The AADC neurons in the ventral funiculus along the ventral median fissure were counted manually in three rats and expressed as cell number per spinal segment. As illustrated in Figures 11F,G, there were 84.3 ± 12.3 AADC neurons in this region on average per rat. L segments, where 8.3 ± 5.4 cells/segment were seen, harbored the most AADC neurons followed sequentially by S (2.3 ± 0.7), T (1.7 ± 1.2), Ca (0.7 ± 0.9), and C (0.1 ± 0.3) segments. With respect to the distribution of AADC neurons in individual spinal segments, there was an apparent density peak at the L5/6 level, followed by the L3/4 level, which contained 12.8 ± 7.1 and 7.7 ± 6.1 cells/segment, respectively. All other segments contained fewer than 3 cells/segment. One-way ANOVA on Ranks analysis indicated that there was a significant difference among the groups (H = 12.75, P = 0.013). A subsequent Tukey’s test indicated that there was a significant difference between L and C and between L and Ca segments (P < 0.05).
AADC-IR Fibers in the Spinal Cord
In addition to the AADC-IR cells, there were abundant AADC-IR fibers and varicosities in the spinal gray and white matter. In the gray matter the AADC fibers and varicosities could be seen everywhere from the dorsal horn to the ventral horn. We will not describe their distribution in detail because it is impossible to determine the extent to which they arise from spinal AADC neurons. What we were interested in is where the AADC neurons project in- and outside of the spinal cord. This will naturally be better explored with neural tract tracing experiments which were not included in this study. However, some AADC-IR fiber bundles were observed on the ventral side of the central canal, which looked like they could be arising from the AADC neurons in this region (Figures 7E,F). In the horizontal sections these fiber bundles appeared to connect with all the AADC cell bodies along their course, yielding a chain-like structure reminiscent of garlic braids. In the white matter AADC fibers were mainly seen in the lateral funiculus, especially in its dorsal part (Figures 6A–D). However, in the ventral funiculus there was a bundle of AADC fibers along each side of the ventral median fissure close to the central canal (Figures 11A–D, see also Figures 6A–D). These fibers were most likely from the AADC neurons located in the ventral funiculus along the banks of the ventral median fissure (Figures 11C–E3) because they persisted even when the spinal cord was transected at upper levels (Figure 11B). Some of these fibers might originate from the AADC neurons around the central canal since in some sections scattered AADC fibers could be seen running between the central canal and the ventral median fissure (Figure 7H); however, such an origin might be minimal since there were not many transected AADC-IR fibers found ventral to the central canal in horizontal sections (Figure 7G).

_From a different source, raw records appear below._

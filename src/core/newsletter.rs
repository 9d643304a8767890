use crate::core::submission::{build_request, describe_failure, send, BusyButton, FlowContext, SubmissionHandle};
use crate::core::validator::FieldValidator;
use crate::core::{BannerKind, ButtonContent, HttpReply, NodeId, Page, Query, SubmissionOutcome, Transport};
use crate::utils::error::Result;
use std::sync::Arc;

/// The newsletter flow only accepts a 2xx reply carrying a JSON body.
pub fn interpret(reply: Result<HttpReply>) -> std::result::Result<serde_json::Value, String> {
    let reply = reply.map_err(|e| describe_failure(&e))?;

    if !reply.is_success() {
        return Err(format!("Network response was not ok (status {})", reply.status));
    }

    reply
        .json()
        .map_err(|e| format!("response body is not JSON: {}", e))
}

/// Submit listener for the newsletter form.
pub fn handle_submit<P: Page, T: Transport>(
    ctx: &Arc<FlowContext<P, T>>,
    form: NodeId,
) -> SubmissionHandle {
    let Some(email_input) = ctx.page.query_first(form, Query::EmailInput) else {
        tracing::warn!("Newsletter form {:?} has no email input", form);
        return SubmissionHandle::Ready(SubmissionOutcome::Invalid);
    };

    let validator = FieldValidator::new(ctx.page.as_ref(), &ctx.settings);
    if !validator.validate(email_input) {
        return SubmissionHandle::Ready(SubmissionOutcome::Invalid);
    }

    let Some(guard) = ctx.in_flight.begin(form) else {
        tracing::warn!("Newsletter form {:?} already has a submission in flight", form);
        return SubmissionHandle::Ready(SubmissionOutcome::AlreadyInFlight);
    };

    let button = BusyButton::engage(Arc::clone(&ctx.page), form, ButtonContent::Loading(None));
    let request = build_request(ctx.page.as_ref(), form, &ctx.settings);
    let ctx = Arc::clone(ctx);

    SubmissionHandle::Pending(tokio::spawn(async move {
        let _button = button;
        let Some(reply) = send(ctx.transport.as_ref(), request, guard.token()).await else {
            tracing::info!("Newsletter submission for {:?} cancelled", form);
            return SubmissionOutcome::Cancelled;
        };

        match interpret(reply) {
            Ok(data) => {
                tracing::debug!("Newsletter reply: {}", data);
                ctx.banners
                    .show_before_footer(BannerKind::Success, &ctx.settings.messages.newsletter_success);
                ctx.page.reset_form(form);
                ctx.page.remove_class(email_input, &ctx.settings.classes.valid);
                SubmissionOutcome::Succeeded
            }
            Err(reason) => {
                tracing::error!("Newsletter subscription failed: {}", reason);
                ctx.banners
                    .show_before_footer(BannerKind::Danger, &ctx.settings.messages.newsletter_failure);
                SubmissionOutcome::Failed(reason)
            }
        }
    }))
}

AADC Immunolabeling in Blood Vessels in the Spinal Cord
Since it has been claimed that in the spinal cord a large proportion of AADC enzyme comes from the blood vessels in the spinal cord (Hardebo et al., 1979), it is necessary to describe AADC immunolabeling in the vessels. To our surprise we did not see apparent AADC labeling in the blood vessel walls either in the white or gray matter in normal rats regardless of tissue post-fixation duration. No endothelial cells or pericytes were clearly immunolabeled for AADC (Figures 12A,B, see also Figures 6–8). However, in the white matter adjacent to the intermediate lateral nucleus in the T and upper L segments the blood vessel walls were indeed associated with AADC-IR components (Figures 12C,C’). But upon careful inspection, it appeared that these AADC components were fibers or fiber varicosities that originate in the adjacent intermediate lateral nucleus and run along the surface of the blood vessel wall (arrows in Figure 12C’). Two pieces of evidence from our observations support this speculation: first, the AADC-immunolabeled profiles along the vessel wall were not endothelium- or pericyte-like; second, in the segments without the intermediate lateral nucleus there was no such labeling.
FIGURE 12. No AADC immunoreactivity in the blood vessels in the spinal cord in normal rats. (A,B) AADC immunoreactivity was detected neither in the larger (stars in A) nor in the smaller vessels (arrows in B). The sections were from a L 6 segment. Note that (B) is one-time more amplified than (A) (see the scale bars in C and C’). (C) A large vessel (star) in the white matter in a L1 segment seems to be AADC-IR. However, in the enlarged photograph (C’, the rectangular area in C) the IR components (arrows) seem to come from the associated AADC fiber/varicosity clusters in the intermediate lateral nucleus (hollow arrows in C and C’). All sections are horizontal sections. (A,B) are from regions above the CC. AADC antibody was from rabbit. Scale bar in (C), valid for (A,C), 200 μm; in (C’), valid for (B) and (C’), 100 μm.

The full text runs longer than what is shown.